- Stored items
★ ★ ★ ★ ★

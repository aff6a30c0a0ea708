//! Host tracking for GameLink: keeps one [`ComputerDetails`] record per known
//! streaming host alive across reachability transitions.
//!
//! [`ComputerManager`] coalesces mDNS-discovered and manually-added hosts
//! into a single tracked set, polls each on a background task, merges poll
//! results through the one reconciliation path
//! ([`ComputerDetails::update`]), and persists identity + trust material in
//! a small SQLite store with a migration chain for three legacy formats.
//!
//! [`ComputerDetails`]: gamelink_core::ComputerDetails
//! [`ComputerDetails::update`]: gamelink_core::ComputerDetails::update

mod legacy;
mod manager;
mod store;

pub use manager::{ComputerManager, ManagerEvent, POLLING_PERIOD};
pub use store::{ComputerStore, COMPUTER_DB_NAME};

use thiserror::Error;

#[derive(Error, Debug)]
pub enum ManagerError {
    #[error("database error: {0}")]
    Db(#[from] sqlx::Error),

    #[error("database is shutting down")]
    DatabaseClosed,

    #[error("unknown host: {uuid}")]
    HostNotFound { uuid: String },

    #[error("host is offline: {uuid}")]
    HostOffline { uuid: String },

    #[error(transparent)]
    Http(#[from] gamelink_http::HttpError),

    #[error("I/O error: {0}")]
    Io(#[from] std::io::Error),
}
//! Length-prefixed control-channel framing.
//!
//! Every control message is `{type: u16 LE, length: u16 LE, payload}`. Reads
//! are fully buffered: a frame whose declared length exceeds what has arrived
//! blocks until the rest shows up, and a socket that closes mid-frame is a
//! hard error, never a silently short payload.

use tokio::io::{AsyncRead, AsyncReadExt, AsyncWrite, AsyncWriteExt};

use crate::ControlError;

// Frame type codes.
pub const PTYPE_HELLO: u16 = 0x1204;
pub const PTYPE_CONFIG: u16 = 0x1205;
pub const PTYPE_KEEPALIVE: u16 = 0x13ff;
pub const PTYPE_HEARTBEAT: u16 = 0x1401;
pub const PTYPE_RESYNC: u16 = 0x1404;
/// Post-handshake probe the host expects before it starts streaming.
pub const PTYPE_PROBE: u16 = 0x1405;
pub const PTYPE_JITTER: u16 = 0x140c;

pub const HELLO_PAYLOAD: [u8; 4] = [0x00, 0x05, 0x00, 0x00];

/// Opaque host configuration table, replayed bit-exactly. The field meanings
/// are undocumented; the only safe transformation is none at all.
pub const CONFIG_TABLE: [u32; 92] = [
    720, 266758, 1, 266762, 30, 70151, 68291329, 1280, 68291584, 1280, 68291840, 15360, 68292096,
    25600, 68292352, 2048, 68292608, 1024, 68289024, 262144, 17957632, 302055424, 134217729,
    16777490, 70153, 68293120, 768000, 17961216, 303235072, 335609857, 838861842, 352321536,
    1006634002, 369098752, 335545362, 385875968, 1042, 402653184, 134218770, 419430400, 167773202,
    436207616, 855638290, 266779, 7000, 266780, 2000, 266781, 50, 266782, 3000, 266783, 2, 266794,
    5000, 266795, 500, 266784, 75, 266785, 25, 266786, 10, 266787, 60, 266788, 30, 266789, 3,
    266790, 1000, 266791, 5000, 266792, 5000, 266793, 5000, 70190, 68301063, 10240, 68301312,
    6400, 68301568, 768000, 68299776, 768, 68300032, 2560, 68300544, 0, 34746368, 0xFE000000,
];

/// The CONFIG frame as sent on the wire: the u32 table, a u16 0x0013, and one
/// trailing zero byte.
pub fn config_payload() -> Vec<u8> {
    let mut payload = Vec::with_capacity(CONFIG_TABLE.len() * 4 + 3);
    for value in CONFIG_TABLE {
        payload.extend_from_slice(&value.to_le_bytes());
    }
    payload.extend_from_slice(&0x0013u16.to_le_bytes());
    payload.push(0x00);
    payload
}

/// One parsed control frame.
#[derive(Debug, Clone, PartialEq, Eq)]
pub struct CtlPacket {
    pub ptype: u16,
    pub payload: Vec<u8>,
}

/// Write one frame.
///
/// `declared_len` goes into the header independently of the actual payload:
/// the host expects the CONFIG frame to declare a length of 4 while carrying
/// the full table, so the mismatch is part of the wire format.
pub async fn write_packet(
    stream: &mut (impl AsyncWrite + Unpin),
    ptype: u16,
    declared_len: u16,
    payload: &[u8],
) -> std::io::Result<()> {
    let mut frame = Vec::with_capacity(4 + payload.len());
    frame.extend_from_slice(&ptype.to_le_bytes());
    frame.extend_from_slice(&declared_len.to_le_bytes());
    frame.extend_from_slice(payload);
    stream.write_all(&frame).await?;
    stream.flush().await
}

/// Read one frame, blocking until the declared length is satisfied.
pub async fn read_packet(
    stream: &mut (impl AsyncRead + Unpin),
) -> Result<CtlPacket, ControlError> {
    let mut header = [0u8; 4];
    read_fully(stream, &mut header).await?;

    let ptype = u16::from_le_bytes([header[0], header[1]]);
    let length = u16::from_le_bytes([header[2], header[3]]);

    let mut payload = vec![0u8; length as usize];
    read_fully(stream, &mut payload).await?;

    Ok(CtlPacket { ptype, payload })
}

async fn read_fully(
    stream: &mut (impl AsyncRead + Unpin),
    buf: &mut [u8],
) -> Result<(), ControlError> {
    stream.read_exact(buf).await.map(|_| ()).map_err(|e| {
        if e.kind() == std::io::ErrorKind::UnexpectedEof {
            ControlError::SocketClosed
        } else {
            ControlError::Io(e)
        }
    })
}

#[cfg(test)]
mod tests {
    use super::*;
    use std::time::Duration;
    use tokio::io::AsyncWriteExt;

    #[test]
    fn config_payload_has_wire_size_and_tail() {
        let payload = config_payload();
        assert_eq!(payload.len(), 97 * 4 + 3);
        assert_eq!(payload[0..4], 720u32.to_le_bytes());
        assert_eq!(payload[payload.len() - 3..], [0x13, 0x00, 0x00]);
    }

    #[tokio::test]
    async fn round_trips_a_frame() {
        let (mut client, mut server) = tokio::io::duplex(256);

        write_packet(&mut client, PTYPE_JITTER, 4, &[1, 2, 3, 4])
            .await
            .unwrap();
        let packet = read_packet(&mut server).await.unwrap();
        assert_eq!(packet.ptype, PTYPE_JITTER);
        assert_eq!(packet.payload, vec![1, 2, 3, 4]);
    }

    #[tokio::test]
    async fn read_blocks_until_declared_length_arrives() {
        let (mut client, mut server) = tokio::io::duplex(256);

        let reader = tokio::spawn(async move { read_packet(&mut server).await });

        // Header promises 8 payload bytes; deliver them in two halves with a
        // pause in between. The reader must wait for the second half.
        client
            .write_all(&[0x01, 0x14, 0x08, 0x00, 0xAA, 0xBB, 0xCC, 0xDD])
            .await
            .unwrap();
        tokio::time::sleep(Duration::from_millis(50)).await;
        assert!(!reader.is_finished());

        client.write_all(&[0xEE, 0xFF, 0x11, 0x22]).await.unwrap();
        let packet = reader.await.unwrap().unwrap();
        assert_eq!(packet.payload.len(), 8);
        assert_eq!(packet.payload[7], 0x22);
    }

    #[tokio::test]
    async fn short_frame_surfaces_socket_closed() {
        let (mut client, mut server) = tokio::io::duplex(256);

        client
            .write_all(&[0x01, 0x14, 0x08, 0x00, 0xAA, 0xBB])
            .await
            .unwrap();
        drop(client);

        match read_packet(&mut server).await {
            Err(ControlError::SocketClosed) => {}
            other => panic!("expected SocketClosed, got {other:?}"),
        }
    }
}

★ ★ ★ ★ ★

- ASSIGNED TASK
Copy all the entries verbatim.

- FINISHED EXERCISE
repository aff6a30c0a0ea708
//! Host tracking for GameLink: keeps one [`ComputerDetails`] record per known
//! streaming host alive across reachability transitions.
//!
//! [`ComputerManager`] coalesces mDNS-discovered and manually-added hosts
//! into a single tracked set, polls each on a background task, merges poll
//! results through the one reconciliation path
//! ([`ComputerDetails::update`]), and persists identity + trust material in
//! a small SQLite store with a migration chain for three legacy formats.
//!
//! [`ComputerDetails`]: gamelink_core::ComputerDetails
//! [`ComputerDetails::update`]: gamelink_core::ComputerDetails::update

mod legacy;
mod manager;
mod store;

pub use manager::{ComputerManager, ManagerEvent, POLLING_PERIOD};
pub use store::{ComputerStore, COMPUTER_DB_NAME};

use thiserror::Error;

#[derive(Error, Debug)]
pub enum ManagerError {
    #[error("database error: {0}")]
    Db(#[from] sqlx::Error),

    #[error("database is shutting down")]
    DatabaseClosed,

    #[error("unknown host: {uuid}")]
    HostNotFound { uuid: String },

    #[error("host is offline: {uuid}")]
    HostOffline { uuid: String },

    #[error(transparent)]
    Http(#[from] gamelink_http::HttpError),

    #[error("I/O error: {0}")]
    Io(#[from] std::io::Error),
}
//! Length-prefixed control-channel framing.
//!
//! Every control message is `{type: u16 LE, length: u16 LE, payload}`. Reads
//! are fully buffered: a frame whose declared length exceeds what has arrived
//! blocks until the rest shows up, and a socket that closes mid-frame is a
//! hard error, never a silently short payload.

use tokio::io::{AsyncRead, AsyncReadExt, AsyncWrite, AsyncWriteExt};

use crate::ControlError;

// Frame type codes.
pub const PTYPE_HELLO: u16 = 0x1204;
pub const PTYPE_CONFIG: u16 = 0x1205;
pub const PTYPE_KEEPALIVE: u16 = 0x13ff;
pub const PTYPE_HEARTBEAT: u16 = 0x1401;
pub const PTYPE_RESYNC: u16 = 0x1404;
/// Post-handshake probe the host expects before it starts streaming.
pub const PTYPE_PROBE: u16 = 0x1405;
pub const PTYPE_JITTER: u16 = 0x140c;

pub const HELLO_PAYLOAD: [u8; 4] = [0x00, 0x05, 0x00, 0x00];

/// Opaque host configuration table, replayed bit-exactly. The field meanings
/// are undocumented; the only safe transformation is none at all.
pub const CONFIG_TABLE: [u32; 92] = [
    720, 266758, 1, 266762, 30, 70151, 68291329, 1280, 68291584, 1280, 68291840, 15360, 68292096,
    25600, 68292352, 2048, 68292608, 1024, 68289024, 262144, 17957632, 302055424, 134217729,
    16777490, 70153, 68293120, 768000, 17961216, 303235072, 335609857, 838861842, 352321536,
    1006634002, 369098752, 335545362, 385875968, 1042, 402653184, 134218770, 419430400, 167773202,
    436207616, 855638290, 266779, 7000, 266780, 2000, 266781, 50, 266782, 3000, 266783, 2, 266794,
    5000, 266795, 500, 266784, 75, 266785, 25, 266786, 10, 266787, 60, 266788, 30, 266789, 3,
    266790, 1000, 266791, 5000, 266792, 5000, 266793, 5000, 70190, 68301063, 10240, 68301312,
    6400, 68301568, 768000, 68299776, 768, 68300032, 2560, 68300544, 0, 34746368, 0xFE000000,
];

/// The CONFIG frame as sent on the wire: the u32 table, a u16 0x0013, and one
/// trailing zero byte.
pub fn config_payload() -> Vec<u8> {
    let mut payload = Vec::with_capacity(CONFIG_TABLE.len() * 4 + 3);
    for value in CONFIG_TABLE {
        payload.extend_from_slice(&value.to_le_bytes());
    }
    payload.extend_from_slice(&0x0013u16.to_le_bytes());
    payload.push(0x00);
    payload
}

/// One parsed control frame.
#[derive(Debug, Clone, PartialEq, Eq)]
pub struct CtlPacket {
    pub ptype: u16,
    pub payload: Vec<u8>,
}

/// Write one frame.
///
/// `declared_len` goes into the header independently of the actual payload:
/// the host expects the CONFIG frame to declare a length of 4 while carrying
/// the full table, so the mismatch is part of the wire format.
pub async fn write_packet(
    stream: &mut (impl AsyncWrite + Unpin),
    ptype: u16,
    declared_len: u16,
    payload: &[u8],
) -> std::io::Result<()> {
    let mut frame = Vec::with_capacity(4 + payload.len());
    frame.extend_from_slice(&ptype.to_le_bytes());
    frame.extend_from_slice(&declared_len.to_le_bytes());
    frame.extend_from_slice(payload);
    stream.write_all(&frame).await?;
    stream.flush().await
}

/// Read one frame, blocking until the declared length is satisfied.
pub async fn read_packet(
    stream: &mut (impl AsyncRead + Unpin),
) -> Result<CtlPacket, ControlError> {
    let mut header = [0u8; 4];
    read_fully(stream, &mut header).await?;

    let ptype = u16::from_le_bytes([header[0], header[1]]);
    let length = u16::from_le_bytes([header[2], header[3]]);

    let mut payload = vec![0u8; length as usize];
    read_fully(stream, &mut payload).await?;

    Ok(CtlPacket { ptype, payload })
}

async fn read_fully(
    stream: &mut (impl AsyncRead + Unpin),
    buf: &mut [u8],
) -> Result<(), ControlError> {
    stream.read_exact(buf).await.map(|_| ()).map_err(|e| {
        if e.kind() == std::io::ErrorKind::UnexpectedEof {
            ControlError::SocketClosed
        } else {
            ControlError::Io(e)
        }
    })
}

#[cfg(test)]
mod tests {
    use super::*;
    use std::time::Duration;
    use tokio::io::AsyncWriteExt;

    #[test]
    fn config_payload_has_wire_size_and_tail() {
        let payload = config_payload();
        assert_eq!(payload.len(), 97 * 4 + 3);
        assert_eq!(payload[0..4], 720u32.to_le_bytes());
        assert_eq!(payload[payload.len() - 3..], [0x13, 0x00, 0x00]);
    }

    #[tokio::test]
    async fn round_trips_a_frame() {
        let (mut client, mut server) = tokio::io::duplex(256);

        write_packet(&mut client, PTYPE_JITTER, 4, &[1, 2, 3, 4])
            .await
            .unwrap();
        let packet = read_packet(&mut server).await.unwrap();
        assert_eq!(packet.ptype, PTYPE_JITTER);
        assert_eq!(packet.payload, vec![1, 2, 3, 4]);
    }

    #[tokio::test]
    async fn read_blocks_until_declared_length_arrives() {
        let (mut client, mut server) = tokio::io::duplex(256);

        let reader = tokio::spawn(async move { read_packet(&mut server).await });

        // Header promises 8 payload bytes; deliver them in two halves with a
        // pause in between. The reader must wait for the second half.
        client
            .write_all(&[0x01, 0x14, 0x08, 0x00, 0xAA, 0xBB, 0xCC, 0xDD])
            .await
            .unwrap();
        tokio::time::sleep(Duration::from_millis(50)).await;
        assert!(!reader.is_finished());

        client.write_all(&[0xEE, 0xFF, 0x11, 0x22]).await.unwrap();
        let packet = reader.await.unwrap().unwrap();
        assert_eq!(packet.payload.len(), 8);
        assert_eq!(packet.payload[7], 0x22);
    }

    #[tokio::test]
    async fn short_frame_surfaces_socket_closed() {
        let (mut client, mut server) = tokio::io::duplex(256);

        client
            .write_all(&[0x01, 0x14, 0x08, 0x00, 0xAA, 0xBB])
            .await
            .unwrap();
        drop(client);

        match read_packet(&mut server).await {
            Err(ControlError::SocketClosed) => {}
            other => panic!("expected SocketClosed, got {other:?}"),
        }
    }
}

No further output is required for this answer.